# TASK
Where the records hold the string "batchers", show the whole line it sits on.

# DATA TO EXAMINE
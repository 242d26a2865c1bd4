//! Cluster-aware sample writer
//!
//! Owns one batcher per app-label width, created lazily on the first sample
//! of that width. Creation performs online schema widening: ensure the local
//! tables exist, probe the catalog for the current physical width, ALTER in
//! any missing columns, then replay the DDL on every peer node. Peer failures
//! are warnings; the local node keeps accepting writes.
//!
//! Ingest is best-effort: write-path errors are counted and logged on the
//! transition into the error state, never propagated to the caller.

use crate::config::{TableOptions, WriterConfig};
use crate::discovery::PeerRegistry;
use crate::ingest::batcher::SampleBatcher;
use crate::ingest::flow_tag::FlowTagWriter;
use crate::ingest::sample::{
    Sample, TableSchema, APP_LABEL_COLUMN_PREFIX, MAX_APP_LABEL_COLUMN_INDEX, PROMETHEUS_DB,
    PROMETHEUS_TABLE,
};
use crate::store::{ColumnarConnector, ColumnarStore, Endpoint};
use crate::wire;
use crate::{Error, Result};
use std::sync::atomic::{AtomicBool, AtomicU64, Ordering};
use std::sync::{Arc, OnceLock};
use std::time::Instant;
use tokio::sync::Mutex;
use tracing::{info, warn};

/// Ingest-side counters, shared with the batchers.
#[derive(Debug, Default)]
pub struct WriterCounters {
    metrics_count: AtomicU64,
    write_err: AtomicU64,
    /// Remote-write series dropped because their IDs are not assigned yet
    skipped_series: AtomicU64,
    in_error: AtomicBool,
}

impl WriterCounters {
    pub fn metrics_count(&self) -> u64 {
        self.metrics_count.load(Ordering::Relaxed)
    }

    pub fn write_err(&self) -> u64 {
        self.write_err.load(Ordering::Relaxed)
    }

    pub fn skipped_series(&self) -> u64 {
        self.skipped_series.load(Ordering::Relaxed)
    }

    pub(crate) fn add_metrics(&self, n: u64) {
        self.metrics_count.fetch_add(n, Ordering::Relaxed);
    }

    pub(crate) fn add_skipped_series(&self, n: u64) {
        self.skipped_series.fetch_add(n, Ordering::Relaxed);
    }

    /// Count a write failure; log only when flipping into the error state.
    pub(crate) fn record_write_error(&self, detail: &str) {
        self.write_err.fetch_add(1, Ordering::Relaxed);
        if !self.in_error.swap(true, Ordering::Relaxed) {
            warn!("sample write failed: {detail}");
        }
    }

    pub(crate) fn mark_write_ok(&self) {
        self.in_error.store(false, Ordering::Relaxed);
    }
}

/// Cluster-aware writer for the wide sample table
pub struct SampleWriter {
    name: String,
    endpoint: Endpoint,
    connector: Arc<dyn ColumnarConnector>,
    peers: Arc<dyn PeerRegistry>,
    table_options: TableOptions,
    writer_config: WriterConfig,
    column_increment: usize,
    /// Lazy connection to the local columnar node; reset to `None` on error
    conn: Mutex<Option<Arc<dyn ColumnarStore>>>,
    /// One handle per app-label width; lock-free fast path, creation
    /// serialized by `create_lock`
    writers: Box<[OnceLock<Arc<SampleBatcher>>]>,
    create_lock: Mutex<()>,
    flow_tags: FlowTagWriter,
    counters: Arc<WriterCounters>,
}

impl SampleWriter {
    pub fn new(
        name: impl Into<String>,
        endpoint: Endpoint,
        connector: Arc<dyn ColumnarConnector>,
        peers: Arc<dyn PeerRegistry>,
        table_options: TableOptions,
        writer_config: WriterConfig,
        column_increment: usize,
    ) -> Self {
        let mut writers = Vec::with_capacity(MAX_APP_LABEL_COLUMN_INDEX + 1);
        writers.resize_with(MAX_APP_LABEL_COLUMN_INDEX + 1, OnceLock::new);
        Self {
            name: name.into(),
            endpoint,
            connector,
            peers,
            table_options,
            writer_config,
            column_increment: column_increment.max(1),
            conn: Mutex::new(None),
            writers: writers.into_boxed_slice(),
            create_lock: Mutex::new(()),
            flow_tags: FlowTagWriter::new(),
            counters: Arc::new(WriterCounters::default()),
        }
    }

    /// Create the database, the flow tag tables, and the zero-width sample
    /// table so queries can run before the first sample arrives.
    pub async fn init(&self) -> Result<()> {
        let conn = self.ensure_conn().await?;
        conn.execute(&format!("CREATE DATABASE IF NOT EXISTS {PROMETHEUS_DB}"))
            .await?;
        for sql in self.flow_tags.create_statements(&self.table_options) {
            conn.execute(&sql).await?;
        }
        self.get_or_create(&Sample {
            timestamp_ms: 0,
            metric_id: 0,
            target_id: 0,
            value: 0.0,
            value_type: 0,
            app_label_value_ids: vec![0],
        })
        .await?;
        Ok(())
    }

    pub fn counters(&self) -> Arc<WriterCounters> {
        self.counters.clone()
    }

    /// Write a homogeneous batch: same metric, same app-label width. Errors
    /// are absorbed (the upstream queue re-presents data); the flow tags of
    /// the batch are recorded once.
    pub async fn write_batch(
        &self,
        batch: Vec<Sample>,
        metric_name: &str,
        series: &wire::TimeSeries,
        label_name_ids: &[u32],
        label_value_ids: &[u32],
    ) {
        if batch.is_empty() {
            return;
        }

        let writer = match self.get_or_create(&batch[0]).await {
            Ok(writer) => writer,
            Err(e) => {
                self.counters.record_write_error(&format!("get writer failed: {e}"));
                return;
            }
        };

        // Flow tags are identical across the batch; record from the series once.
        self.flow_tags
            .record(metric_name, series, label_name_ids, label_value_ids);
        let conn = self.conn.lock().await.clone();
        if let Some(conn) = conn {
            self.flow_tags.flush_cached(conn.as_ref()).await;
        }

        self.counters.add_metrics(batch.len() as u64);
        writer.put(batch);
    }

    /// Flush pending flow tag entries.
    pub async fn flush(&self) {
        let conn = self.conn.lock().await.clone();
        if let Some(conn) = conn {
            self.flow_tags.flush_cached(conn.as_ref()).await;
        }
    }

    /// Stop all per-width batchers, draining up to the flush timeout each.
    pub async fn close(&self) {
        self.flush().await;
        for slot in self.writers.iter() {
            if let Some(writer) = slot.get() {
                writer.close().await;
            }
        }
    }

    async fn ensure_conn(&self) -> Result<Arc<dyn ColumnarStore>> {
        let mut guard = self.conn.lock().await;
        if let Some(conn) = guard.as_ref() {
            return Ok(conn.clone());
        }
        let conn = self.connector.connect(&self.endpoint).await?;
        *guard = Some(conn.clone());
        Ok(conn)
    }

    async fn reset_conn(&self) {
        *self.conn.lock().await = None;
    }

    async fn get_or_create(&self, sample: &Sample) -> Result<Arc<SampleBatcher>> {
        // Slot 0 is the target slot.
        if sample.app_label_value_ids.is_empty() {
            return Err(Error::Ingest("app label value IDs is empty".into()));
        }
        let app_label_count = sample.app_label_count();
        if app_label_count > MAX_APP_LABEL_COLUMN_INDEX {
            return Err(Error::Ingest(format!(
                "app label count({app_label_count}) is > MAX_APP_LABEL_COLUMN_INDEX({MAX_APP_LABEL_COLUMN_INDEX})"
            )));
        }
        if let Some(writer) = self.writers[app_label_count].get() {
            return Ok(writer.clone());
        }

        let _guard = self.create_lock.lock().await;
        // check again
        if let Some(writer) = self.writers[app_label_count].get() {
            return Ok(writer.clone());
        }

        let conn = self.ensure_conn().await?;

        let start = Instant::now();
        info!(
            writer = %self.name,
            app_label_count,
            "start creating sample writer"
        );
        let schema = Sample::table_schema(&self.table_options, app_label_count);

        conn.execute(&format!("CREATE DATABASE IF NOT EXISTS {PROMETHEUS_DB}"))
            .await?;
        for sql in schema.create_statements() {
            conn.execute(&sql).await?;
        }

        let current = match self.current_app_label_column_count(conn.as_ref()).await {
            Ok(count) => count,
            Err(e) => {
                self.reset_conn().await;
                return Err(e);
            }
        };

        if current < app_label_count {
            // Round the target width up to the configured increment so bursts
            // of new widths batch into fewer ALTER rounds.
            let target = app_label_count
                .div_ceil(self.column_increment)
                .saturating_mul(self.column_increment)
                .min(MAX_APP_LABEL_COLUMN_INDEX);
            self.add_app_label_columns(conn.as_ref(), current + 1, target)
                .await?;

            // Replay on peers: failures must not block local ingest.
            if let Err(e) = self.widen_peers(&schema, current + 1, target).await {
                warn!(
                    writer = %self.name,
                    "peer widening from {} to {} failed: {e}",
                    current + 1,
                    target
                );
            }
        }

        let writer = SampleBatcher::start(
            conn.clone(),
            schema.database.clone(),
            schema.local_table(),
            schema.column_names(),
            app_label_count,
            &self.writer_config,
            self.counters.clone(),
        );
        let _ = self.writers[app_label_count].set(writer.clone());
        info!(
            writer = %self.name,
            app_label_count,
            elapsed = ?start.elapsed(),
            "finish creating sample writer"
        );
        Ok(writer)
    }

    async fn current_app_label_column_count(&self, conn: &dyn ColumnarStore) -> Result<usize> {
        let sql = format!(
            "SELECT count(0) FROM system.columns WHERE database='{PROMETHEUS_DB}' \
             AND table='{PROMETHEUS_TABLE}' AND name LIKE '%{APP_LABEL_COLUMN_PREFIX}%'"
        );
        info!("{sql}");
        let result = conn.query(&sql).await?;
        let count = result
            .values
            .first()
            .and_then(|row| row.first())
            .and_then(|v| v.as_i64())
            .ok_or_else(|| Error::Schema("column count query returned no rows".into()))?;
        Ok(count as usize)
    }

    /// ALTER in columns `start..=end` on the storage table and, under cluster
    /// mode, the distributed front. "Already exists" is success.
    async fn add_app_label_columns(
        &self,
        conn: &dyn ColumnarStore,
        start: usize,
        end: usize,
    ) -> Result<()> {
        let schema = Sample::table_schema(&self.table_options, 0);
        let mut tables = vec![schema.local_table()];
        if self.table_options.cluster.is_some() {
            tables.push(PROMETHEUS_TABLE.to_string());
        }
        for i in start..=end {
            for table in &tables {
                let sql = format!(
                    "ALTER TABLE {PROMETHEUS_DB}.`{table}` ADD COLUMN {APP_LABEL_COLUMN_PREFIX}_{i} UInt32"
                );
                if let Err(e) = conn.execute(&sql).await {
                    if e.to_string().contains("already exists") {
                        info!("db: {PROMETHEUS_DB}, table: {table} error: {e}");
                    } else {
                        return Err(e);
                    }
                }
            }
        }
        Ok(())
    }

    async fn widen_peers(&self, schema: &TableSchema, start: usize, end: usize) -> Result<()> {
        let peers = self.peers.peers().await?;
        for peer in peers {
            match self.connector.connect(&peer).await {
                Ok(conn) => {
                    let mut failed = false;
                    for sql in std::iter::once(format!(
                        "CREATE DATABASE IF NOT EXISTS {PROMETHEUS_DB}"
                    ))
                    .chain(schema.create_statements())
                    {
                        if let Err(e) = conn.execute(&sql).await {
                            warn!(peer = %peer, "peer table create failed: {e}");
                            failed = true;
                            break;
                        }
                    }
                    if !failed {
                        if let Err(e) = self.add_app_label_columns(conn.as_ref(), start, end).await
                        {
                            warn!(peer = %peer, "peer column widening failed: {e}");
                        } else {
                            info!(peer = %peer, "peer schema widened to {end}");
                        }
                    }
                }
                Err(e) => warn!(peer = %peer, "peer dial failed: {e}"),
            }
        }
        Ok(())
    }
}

# REPLY
/// Ingest-side counters, shared with the batchers.
    /// Stop all per-width batchers, draining up to the flush timeout each.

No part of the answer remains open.